Being overweight in childhood and young adulthood is typically associated with an increased risk of developing type 2 diabetes later in life.
To determine whether overweight boys who normalize their weight from age 7-18 could reverse the negative impact of being overweight in childhood, this study examined the links between overweight patterns defined as combinations of weight status in childhood and young adulthood, and later development of type 2 diabetes.
The research analysis indicates that being overweight in childhood (5.4 percent of the men) and in young adulthood (8.2 percent of the men) was associated with increased risks of type 2 diabetes.
A total of 6,710 of the men were classified as having type 2 diabetes at 30 years of age or older, according to the Danish National Patient Register.

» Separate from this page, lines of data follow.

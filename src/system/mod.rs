pub(crate) mod logger;
pub(crate) mod summary_output;
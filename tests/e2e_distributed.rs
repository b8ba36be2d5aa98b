mod support_distributed;

use std::fs;
use std::path::Path;
use std::sync::Arc;
use std::time::Duration;

use tempfile::tempdir;

use loadfleet::benchmark::{AgentSpec, Benchmark};
use loadfleet::distributed::{
    AgentOptions, ControllerSettings, IdleDriver, ManualDeployer, run_agent, start_controller,
};
use loadfleet::phase::compiler::{ModelTemplate, PhaseTemplate};
use loadfleet::phase::{PhaseStatus, Scenario};

use support_distributed::{
    pick_port, read_child_output, spawn_loadfleet, spawn_loadfleet_with_output, wait_for_exit,
};

const PROCESS_TIMEOUT: Duration = Duration::from_secs(30);

fn write_config(dir: &Path, listen: &str) -> Result<(), String> {
    let config = format!(
        r#"
[controller]
listen = "{listen}"
root_dir = "runs"
deployer = "manual"
deploy_timeout = "20s"

[benchmark]
name = "e2e"
agents = ["east", "west"]
statistics_period = "100ms"

[[benchmark.phases]]
name = "warmup"
model = {{ type = "at_once", users = 3 }}
scenario = ["main"]

[[benchmark.phases]]
name = "steady"
model = {{ type = "constant_rate", users_per_sec = 10.0 }}
duration = "300ms"
start_after_strict = ["warmup"]
forks = [
  {{ name = "buy", weight = 1.0, scenario = ["main", "buy"] }},
  {{ name = "look", weight = 3.0, scenario = ["main"] }},
]
"#
    );
    fs::write(dir.join("loadfleet.toml"), config)
        .map_err(|err| format!("write config failed: {}", err))
}

#[test]
fn controller_and_agents_complete_a_run() -> Result<(), String> {
    let dir = tempdir().map_err(|err| format!("tempdir failed: {}", err))?;
    let port = pick_port()?;
    let listen = format!("127.0.0.1:{}", port);
    write_config(dir.path(), &listen)?;

    let mut controller = spawn_loadfleet_with_output(dir.path(), ["controller"])?;
    std::thread::sleep(Duration::from_millis(300));
    let mut agents = Vec::new();
    for name in ["east", "west"] {
        agents.push(spawn_loadfleet(
            dir.path(),
            ["agent", "--join", listen.as_str(), "--name", name],
        )?);
    }

    let status = wait_for_exit(&mut controller, PROCESS_TIMEOUT)?;
    let (stdout, stderr) = read_child_output(&mut controller)?;
    for agent in &mut agents {
        let agent_status = wait_for_exit(agent, PROCESS_TIMEOUT)?;
        if !agent_status.success() {
            return Err("Agent failed.".to_owned());
        }
    }
    if !status.success() {
        return Err(format!(
            "Controller failed. stdout: {} stderr: {}",
            stdout, stderr
        ));
    }
    if !stdout.contains("0000  OK") {
        return Err(format!("Missing run summary: {}", stdout));
    }
    for phase in ["warmup", "steady/buy", "steady/look"] {
        let reported = stdout
            .lines()
            .any(|line| line.trim_start().starts_with(phase) && line.contains("TERMINATED"));
        if !reported {
            return Err(format!("Phase {} missing from report: {}", phase, stdout));
        }
    }
    if !dir.path().join("runs").join("0000").join("all.json").is_file() {
        return Err("Statistics were not persisted.".to_owned());
    }

    let mut runs = spawn_loadfleet_with_output(dir.path(), ["runs"])?;
    let runs_status = wait_for_exit(&mut runs, PROCESS_TIMEOUT)?;
    let (runs_stdout, _) = read_child_output(&mut runs)?;
    if !runs_status.success() || !runs_stdout.contains("0000  OK") {
        return Err(format!("Unexpected runs output: {}", runs_stdout));
    }
    Ok(())
}

#[test]
fn compile_prints_the_phase_graph() -> Result<(), String> {
    let dir = tempdir().map_err(|err| format!("tempdir failed: {}", err))?;
    write_config(dir.path(), "127.0.0.1:0")?;

    let mut compile = spawn_loadfleet_with_output(dir.path(), ["compile"])?;
    let status = wait_for_exit(&mut compile, PROCESS_TIMEOUT)?;
    let (stdout, stderr) = read_child_output(&mut compile)?;
    if !status.success() {
        return Err(format!("compile failed: {}", stderr));
    }
    let look = stdout
        .lines()
        .find(|line| line.contains("steady/look"))
        .ok_or_else(|| format!("Missing steady/look: {}", stdout))?;
    if !look.contains("after-strict=[warmup]") {
        return Err(format!("Unexpected dependencies: {}", look));
    }
    Ok(())
}

#[test]
fn controller_without_benchmark_fails() -> Result<(), String> {
    let dir = tempdir().map_err(|err| format!("tempdir failed: {}", err))?;
    let mut controller = spawn_loadfleet_with_output(dir.path(), ["controller"])?;
    let status = wait_for_exit(&mut controller, PROCESS_TIMEOUT)?;
    if status.success() {
        return Err("Controller should fail without a benchmark.".to_owned());
    }
    Ok(())
}

#[tokio::test(flavor = "multi_thread", worker_threads = 2)]
async fn library_controller_serves_tcp_agents() -> Result<(), String> {
    let dir = tempdir().map_err(|err| format!("tempdir failed: {}", err))?;
    let settings = ControllerSettings {
        listen: Some("127.0.0.1:0".to_owned()),
        root_dir: dir.path().to_path_buf(),
        ..ControllerSettings::default()
    };
    let controller = start_controller(settings, Arc::new(ManualDeployer))
        .await
        .map_err(|err| err.to_string())?;
    let address = controller
        .agent_address()
        .ok_or("Controller should listen for agents")?;

    let benchmark = Benchmark::builder("library")
        .agent(AgentSpec::new("solo"))
        .statistics_period(50)
        .phase(
            PhaseTemplate::new("burst", ModelTemplate::at_once(5))
                .scenario(Scenario::new(vec!["main".to_owned()]))
                .map_err(|err| err.to_string())?,
        )
        .build()
        .map_err(|err| err.to_string())?;
    let run_id = controller
        .start_benchmark(benchmark, None)
        .await
        .map_err(|err| err.to_string())?;

    let mut options = AgentOptions::new("solo", address.to_string());
    options.run_id = Some(run_id.clone());
    let agent = tokio::spawn(async move { run_agent(&options, &mut IdleDriver::new()).await });

    let view = tokio::time::timeout(PROCESS_TIMEOUT, controller.wait_for_completion(&run_id))
        .await
        .map_err(|_elapsed| "Run did not complete".to_owned())?
        .map_err(|err| err.to_string())?;
    agent
        .await
        .map_err(|err| err.to_string())?
        .map_err(|err| err.to_string())?;

    if view.phase("burst").map(|phase| phase.status) != Some(PhaseStatus::Terminated) {
        return Err(format!("Unexpected phases {:?}", view.phases));
    }
    let statistics = controller
        .statistics(&run_id, None)
        .await
        .map_err(|err| err.to_string())?;
    if statistics.first().map(|summary| summary.requests) != Some(5) {
        return Err(format!("Unexpected statistics {:?}", statistics));
    }
    controller.shutdown().await.map_err(|err| err.to_string())
}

While 40 percent of the males in the study who were overweight as children were also overweight in young adulthood, boys who normalized their weight by young adulthood had a comparable risk of type 2 diabetes as men who were never overweight.
Men who were persistently overweight or became overweight as young adults had three times the risk of developing type 2 diabetes, as compared with non-overweight men who were overweight as children.